With imperialism, communism and fascism causing grievous injury to both peoples, and some representatives of each group having taken part, negative impressions and systematic stereotypes about the other have developed on both sides. A corrective to this unfortunate state of affairs has long been necessary.
The very first thing that should be said about this book is that it is unambiguously the first of its kind. The book represents a noble and useful attempt by the authors to acquaint Jews and Ukrainians with the basic and irrefutable facts of their symbiotic co-existence and oversize contributions to each other’s culture. It is a rare thing to be able to create a new literary genre, and, in many ways, it is rather odd that no one had previously attempted to write a large-scale, interdisciplinary history of the Jewish-Ukrainian relationship. The focus of the book is on dispelling stereotypes, myths, received ideas and pernicious clichés that Ukrainians and Jews may have come to hold against each other.
Throughout the text, the authors make it clear that, often, the issues of distrust, myth and miscommunication grow out of having literally moved apart. Rather than the Ukrainians and Jews who live together on the territory of Ukraine and interact daily, it is third- and fourth-generation Ukrainians and Jews living in the diasporas — and living, as all diasporas invariably do, through nostalgia and memory — who have come to harbor stereotypes and misperceptions about the other.
Arranged in twelve thematic chapters, the book explores in detail Ukrainian geography, history, demography, music, religious change, linguistics, literature (and literary cross pollination), art history, architecture and politics. The history of the lands of contemporary Ukraine, divided historically between German, Polish, Russian, Hungarian and Romanian rulers is extraordinarily complex, and explaining which part was ruled by whom is doubtless not an easy task. There is a great deal in this volume about sculpture and church architecture alongside pictures of upright Polish Counts, galloping Cossacks and dashing Jewish officers in Ukrainian army formations. There is something for every sort of reader.

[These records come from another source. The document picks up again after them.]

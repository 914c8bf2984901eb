pub mod clients;
pub mod report;

pub use clients::{UsbClient, UsbError};
pub use psx_pad_icd as icd;
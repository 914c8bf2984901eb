use crate::board::{BusResources, ButtonResources};
use cortex_m::peripheral::{DCB, DWT};
use embassy_nrf::gpio::{Flex, Input, OutputDrive, Pin, Port, Pull};
use embassy_nrf::{pac, Peri};
use psx_bus::{Button, ButtonSnapshot, LineState, PadBus, Timebase};

/// Core clock, and with it the cycle counter rate.
pub const CPU_MHZ: u32 = 64;

/// A pin addressed through its port registers.
#[derive(Clone, Copy)]
struct RawLine {
    regs: pac::gpio::Gpio,
    pin: usize,
}

impl RawLine {
    fn of(pin: &Peri<'static, impl Pin>) -> Self {
        let regs = match pin.port() {
            Port::Port0 => pac::P0,
            Port::Port1 => pac::P1,
        };
        Self { regs, pin: pin.pin() as usize }
    }

    #[inline(always)]
    fn is_high(&self) -> bool {
        self.regs.in_().read().pin(self.pin)
    }

    /// With `S0D1` drive a set output bit disconnects the pin.
    #[inline(always)]
    fn set(&self, state: LineState) {
        match state {
            LineState::Released => {
                self.regs.outset().write(|w| w.set_pin(self.pin, true))
            }
            LineState::DrivenLow => {
                self.regs.outclr().write(|w| w.set_pin(self.pin, true))
            }
        }
    }
}

fn open_drain(pin: Peri<'static, impl Pin>) -> (Flex<'static>, RawLine) {
    let raw = RawLine::of(&pin);
    let mut flex = Flex::new(pin);
    flex.set_high();
    flex.set_as_input_output(Pull::None, OutputDrive::Standard0Disconnect1);
    (flex, raw)
}

/// Controller port lines as seen by the protocol engine.
///
/// Every accessor is a single register access so the lines can be shared
/// between thread mode and the select interrupt.
pub struct BusLines {
    dat: RawLine,
    ack: RawLine,
    cmd: RawLine,
    sel: RawLine,
    clk: RawLine,
    _pins: (Flex<'static>, Flex<'static>, Input<'static>, Input<'static>),
}

impl BusLines {
    /// Configure the port and split off the select input for edge
    /// detection.
    pub fn new(res: BusResources) -> (Self, Input<'static>) {
        let (dat_pin, dat) = open_drain(res.dat);
        let (ack_pin, ack) = open_drain(res.ack);
        let cmd = RawLine::of(&res.cmd);
        let clk = RawLine::of(&res.clk);
        let sel = RawLine::of(&res.sel);

        let lines = Self {
            dat,
            ack,
            cmd,
            sel,
            clk,
            _pins: (
                dat_pin,
                ack_pin,
                Input::new(res.cmd, Pull::None),
                Input::new(res.clk, Pull::None),
            ),
        };
        (lines, Input::new(res.sel, Pull::None))
    }
}

impl PadBus for BusLines {
    #[inline(always)]
    fn select_high(&self) -> bool {
        self.sel.is_high()
    }

    #[inline(always)]
    fn clock_high(&self) -> bool {
        self.clk.is_high()
    }

    #[inline(always)]
    fn command_high(&self) -> bool {
        self.cmd.is_high()
    }

    #[inline(always)]
    fn set_data(&self, state: LineState) {
        self.dat.set(state)
    }

    #[inline(always)]
    fn set_ack(&self, state: LineState) {
        self.ack.set(state)
    }
}

/// Cycle-accurate timebase on the DWT counter.
pub struct CycleTimebase {
    _dwt: DWT,
}

impl CycleTimebase {
    pub fn new(mut dcb: DCB, mut dwt: DWT) -> Self {
        dcb.enable_trace();
        dwt.set_cycle_count(0);
        dwt.enable_cycle_counter();
        Self { _dwt: dwt }
    }
}

impl Timebase for CycleTimebase {
    #[inline(always)]
    fn ticks(&self) -> u32 {
        DWT::cycle_count()
    }

    #[inline(always)]
    fn ticks_per_us(&self) -> u32 {
        CPU_MHZ
    }

    fn now_us(&self) -> u64 {
        embassy_time::Instant::now().as_micros()
    }
}

/// The fourteen button inputs.
pub struct ButtonBank {
    inputs: [(Button, Input<'static>); 14],
}

impl ButtonBank {
    pub fn new(res: ButtonResources) -> Self {
        Self {
            inputs: [
                (Button::Select, Input::new(res.select, Pull::Up)),
                (Button::Start, Input::new(res.start, Pull::Up)),
                (Button::Up, Input::new(res.up, Pull::Up)),
                (Button::Right, Input::new(res.right, Pull::Up)),
                (Button::Down, Input::new(res.down, Pull::Up)),
                (Button::Left, Input::new(res.left, Pull::Up)),
                (Button::L2, Input::new(res.l2, Pull::Up)),
                (Button::R2, Input::new(res.r2, Pull::Up)),
                (Button::L1, Input::new(res.l1, Pull::Up)),
                (Button::R1, Input::new(res.r1, Pull::Up)),
                (Button::Triangle, Input::new(res.triangle, Pull::Up)),
                (Button::Circle, Input::new(res.circle, Pull::Up)),
                (Button::Cross, Input::new(res.cross, Pull::Up)),
                (Button::Square, Input::new(res.square, Pull::Up)),
            ],
        }
    }

    /// Read every input once. A low pin is a pressed button.
    pub fn sample(&self) -> ButtonSnapshot {
        ButtonSnapshot::from_pressed(
            self.inputs
                .iter()
                .filter(|(_, input)| input.is_low())
                .map(|(button, _)| *button),
        )
    }
}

The book features 335 color illustrations and several dozen original maps, which are remarkably useful in understanding the geopolitical and cultural implications of the many shifts in the historical boundaries of the countries and empires that included and controlled the lands of the contemporary Ukrainian state. The volume is divided into chapters such as “Jews during Ukraine’s revolutionary era”, the “Economic life and interaction with Jews”, “Jewish orchestral and operatic music” and “Jewish-Ukrainian literary cross-fertilization”.
Any popular study of a thousand years of joy and grief will always be selective, and will be open to accusations of omission. Such criticisms would be legitimate, but they are surely also beside the point. Wisely and understandably, the book strikes a positive note, and makes no pretense of being a deep historical investigation of the most complex and divisive issues. The deepest expert studies of those issues await another volume. This book is an extremely important contribution to the Jewish-Ukrainian dialogue. It is an important source for someone wishing to wade into a varied and complex history and represents a step in a journey of reconciliation and mutual understanding.